SCIENTISTS AT CALTECH and Stanford recently published the results of a peculiar wine tasting. They provided people with cabernet sauvignons at various price points, with bottles ranging from $5 to $90. Although the tasters were told that all the wines were different, the scientists were in fact presenting the same wines at different prices.
The subjects consistently reported that the more expensive wines tasted better, even when they were actually identical to cheaper wines.
The experiment was even more unusual because it was conducted inside a scanner – the drinks were sipped via a network of plastic tubes – that allowed the scientists to see how the subjects’ brains responded to each wine. When subjects were told they were getting a more expensive wine, they observed more activity in a part of the brain known to be involved in our experience of pleasure.
What they saw was the power of expectations. People expect expensive wines to taste better, and then their brains literally make it so.

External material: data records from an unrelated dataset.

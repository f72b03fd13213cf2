//! Vector-valued bases built from scalar bases.
//!
//! For each coordinate of the codomain a scalar basis is used, multiplying
//! each of its functions by the unit vector of that coordinate. A basis over
//! `[0, 5]` made of `Monomial(3)` and `Monomial(2)` contains
//!
//! ```text
//! 1·i, t·i, t²·i, 1·j, t·j
//! ```
//!
//! Coefficient matrices of such a basis are partitioned into contiguous
//! column blocks, one per child in child order; [`BasisPartition`] holds that
//! layout so every operation reads the same offsets.

use super::scalar::hash_range;
use super::{Basis, FDataBasis};
use crate::error::{FdaError, Result};
use crate::fdata::{same_domain, FData};
use crate::matrix::FdMatrix;
use std::hash::{Hash, Hasher};
use std::ops::Range;

/// Contiguous column blocks of a coefficient matrix, one per child basis.
///
/// Block `i` covers columns `offsets[i]..offsets[i + 1]`.
#[derive(Debug, Clone, PartialEq, Eq, Hash)]
#[cfg_attr(feature = "serde", derive(serde::Serialize, serde::Deserialize))]
pub struct BasisPartition {
    offsets: Vec<usize>,
}

impl BasisPartition {
    /// Build from the sizes of consecutive blocks.
    pub fn from_sizes(sizes: impl IntoIterator<Item = usize>) -> Self {
        let mut offsets = vec![0];
        let mut total = 0;
        for size in sizes {
            total += size;
            offsets.push(total);
        }
        Self { offsets }
    }

    /// Number of blocks.
    pub fn n_blocks(&self) -> usize {
        self.offsets.len() - 1
    }

    /// Total number of columns covered.
    pub fn total(&self) -> usize {
        self.offsets[self.offsets.len() - 1]
    }

    /// Cumulative offsets, starting at 0 and ending at [`total`](Self::total).
    pub fn offsets(&self) -> &[usize] {
        &self.offsets
    }

    /// Columns owned by block `i`.
    pub fn block(&self, i: usize) -> Range<usize> {
        self.offsets[i]..self.offsets[i + 1]
    }

    /// Columns owned by the consecutive blocks in `blocks`.
    pub fn span(&self, blocks: Range<usize>) -> Range<usize> {
        self.offsets[blocks.start]..self.offsets[blocks.end]
    }

    /// Split a coefficient matrix into one column block per child.
    pub fn split_columns(&self, coefs: &FdMatrix) -> Result<Vec<FdMatrix>> {
        if coefs.ncols() != self.total() {
            return Err(FdaError::DimensionMismatch {
                what: "coefficient columns",
                expected: self.total(),
                found: coefs.ncols(),
            });
        }
        Ok((0..self.n_blocks())
            .map(|i| {
                let cols = self.block(i);
                coefs.columns_range(cols.start, cols.end)
            })
            .collect())
    }

    /// Mask over all columns, `true` exactly for the columns of `blocks`.
    pub fn column_mask(&self, blocks: Range<usize>) -> Vec<bool> {
        let cols = self.span(blocks);
        (0..self.total()).map(|j| cols.contains(&j)).collect()
    }
}

/// Selection of codomain coordinates.
///
/// An index selects one coordinate and yields a scalar result; a range
/// selects a contiguous run of coordinates and stays vector-valued.
#[derive(Debug, Clone, PartialEq, Eq)]
pub enum CoordinateKey {
    /// A single coordinate.
    Index(usize),
    /// A contiguous run of coordinates.
    Range(Range<usize>),
}

impl CoordinateKey {
    /// The coordinates covered, as a range.
    pub fn as_range(&self) -> Range<usize> {
        match self {
            CoordinateKey::Index(i) => *i..*i + 1,
            CoordinateKey::Range(r) => r.clone(),
        }
    }

    /// Check the selection against a codomain of dimension `dim_codomain`.
    pub(crate) fn validate(&self, dim_codomain: usize) -> Result<Range<usize>> {
        let range = self.as_range();
        if range.start >= range.end {
            return Err(FdaError::InvalidCoordinate(format!(
                "empty selection {:?}",
                range
            )));
        }
        if range.end > dim_codomain {
            return Err(FdaError::InvalidCoordinate(format!(
                "selection {:?} out of range for codomain of dimension {}",
                range, dim_codomain
            )));
        }
        Ok(range)
    }
}

impl From<usize> for CoordinateKey {
    fn from(i: usize) -> Self {
        CoordinateKey::Index(i)
    }
}

impl From<Range<usize>> for CoordinateKey {
    fn from(r: Range<usize>) -> Self {
        CoordinateKey::Range(r)
    }
}

/// Vector-valued basis: one scalar basis per codomain coordinate.
#[derive(Debug, Clone, PartialEq)]
#[cfg_attr(feature = "serde", derive(serde::Serialize, serde::Deserialize))]
pub struct VectorValued {
    basis_list: Vec<Basis>,
    domain_range: Vec<[f64; 2]>,
    partition: BasisPartition,
}

impl VectorValued {
    /// Compose scalar bases.
    ///
    /// Every child must be scalar-valued, and all must share the domain
    /// dimension and range.
    pub fn new(basis_list: Vec<Basis>) -> Result<Self> {
        let first = basis_list
            .first()
            .ok_or_else(|| FdaError::config("a vector-valued basis needs at least one basis"))?;

        if basis_list.iter().any(|b| b.dim_codomain() != 1) {
            return Err(FdaError::config("The basis functions must be scalar valued"));
        }
        if basis_list.iter().any(|b| {
            b.dim_domain() != first.dim_domain() || !same_domain(b.domain_range(), first.domain_range())
        }) {
            return Err(FdaError::config(
                "The basis must all have the same domain dimension and range",
            ));
        }

        let domain_range = first.domain_range().to_vec();
        let partition = BasisPartition::from_sizes(basis_list.iter().map(Basis::n_basis));
        log::trace!(
            "vector-valued basis with block offsets {:?}",
            partition.offsets()
        );

        Ok(Self {
            basis_list,
            domain_range,
            partition,
        })
    }

    /// Child bases, in coordinate order.
    pub fn basis_list(&self) -> &[Basis] {
        &self.basis_list
    }

    /// Column layout of coefficient matrices in this basis.
    pub fn partition(&self) -> &BasisPartition {
        &self.partition
    }

    /// Sum of the children's basis counts.
    pub fn n_basis(&self) -> usize {
        self.partition.total()
    }

    /// Domain dimension of the children.
    pub fn dim_domain(&self) -> usize {
        self.basis_list[0].dim_domain()
    }

    /// One coordinate per child.
    pub fn dim_codomain(&self) -> usize {
        self.basis_list.len()
    }

    /// Domain range shared by all children.
    pub fn domain_range(&self) -> &[[f64; 2]] {
        &self.domain_range
    }

    /// Evaluate at `points`: one `n_basis x n_points` matrix per coordinate.
    ///
    /// Child `i` fills its own row block in coordinate `i`; everything else
    /// is zero.
    pub fn evaluate(&self, points: &[f64]) -> Result<Vec<FdMatrix>> {
        let n_points = points.len();
        let mut out = vec![FdMatrix::zeros(self.n_basis(), n_points); self.dim_codomain()];

        for (i, child) in self.basis_list.iter().enumerate() {
            let ev = child.evaluate(points)?;
            let rows = self.partition.block(i);
            for j in 0..n_points {
                for (k, row) in rows.clone().enumerate() {
                    out[i][(row, j)] = ev[0][(k, j)];
                }
            }
        }
        Ok(out)
    }

    /// Differentiate each child's coefficient block independently and
    /// reassemble them in the same order.
    pub fn derivative_basis_and_coefs(
        &self,
        coefs: &FdMatrix,
        order: usize,
    ) -> Result<(VectorValued, FdMatrix)> {
        let blocks = self.partition.split_columns(coefs)?;

        let mut new_basis_list = Vec::with_capacity(self.basis_list.len());
        let mut new_blocks = Vec::with_capacity(blocks.len());
        for (child, block) in self.basis_list.iter().zip(&blocks) {
            let (b, c) = child.derivative_basis_and_coefs(block, order)?;
            new_basis_list.push(b);
            new_blocks.push(c);
        }

        Ok((
            VectorValued::new(new_basis_list)?,
            FdMatrix::hstack(&new_blocks)?,
        ))
    }

    /// Block-diagonal matrix of the children's Gram matrices.
    ///
    /// Functions pointing along different unit vectors are orthogonal, so
    /// the off-diagonal blocks are exactly zero.
    pub fn gram_matrix(&self) -> FdMatrix {
        let grams: Vec<FdMatrix> = self.basis_list.iter().map(Basis::gram_matrix).collect();
        FdMatrix::block_diag(&grams)
    }

    /// Select some coordinates of `fdatabasis`, which must be expressed in
    /// this basis.
    ///
    /// Coefficient columns of the selected children are kept, as are their
    /// coordinate names; every other attribute is copied unchanged. An
    /// index key yields the child basis itself; a range key yields a new
    /// vector-valued basis of the selected children.
    pub fn coordinate_nonfull(
        &self,
        fdatabasis: &FDataBasis,
        key: &CoordinateKey,
    ) -> Result<FDataBasis> {
        let range = key.validate(self.dim_codomain())?;
        let mask = self.partition.column_mask(range.clone());

        let basis = match key {
            CoordinateKey::Index(i) => self.basis_list[*i].clone(),
            CoordinateKey::Range(_) => {
                Basis::VectorValued(VectorValued::new(self.basis_list[range.clone()].to_vec())?)
            }
        };
        let coefficients = fdatabasis.coefficients().select_columns(&mask)?;
        let coordinate_names = fdatabasis.coordinate_names()[range].to_vec();

        Ok(fdatabasis.with_representation(basis, coefficients, coordinate_names))
    }
}

impl Hash for VectorValued {
    fn hash<H: Hasher>(&self, state: &mut H) {
        for range in &self.domain_range {
            hash_range(range, state);
        }
        self.partition.total().hash(state);
        self.basis_list.hash(state);
    }
}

After the researchers finished their brain imaging, they asked the subjects to taste the five different wines again, only this time the scientists didn’t provide any price information. Although the subjects had just listed the $90 wine as the most pleasant, they now completely reversed their preferences. When the tasting was truly blind, when the subjects were no longer biased by their expectations, the cheapest wine got the highest ratings. It wasn’t fancy, but it tasted the best.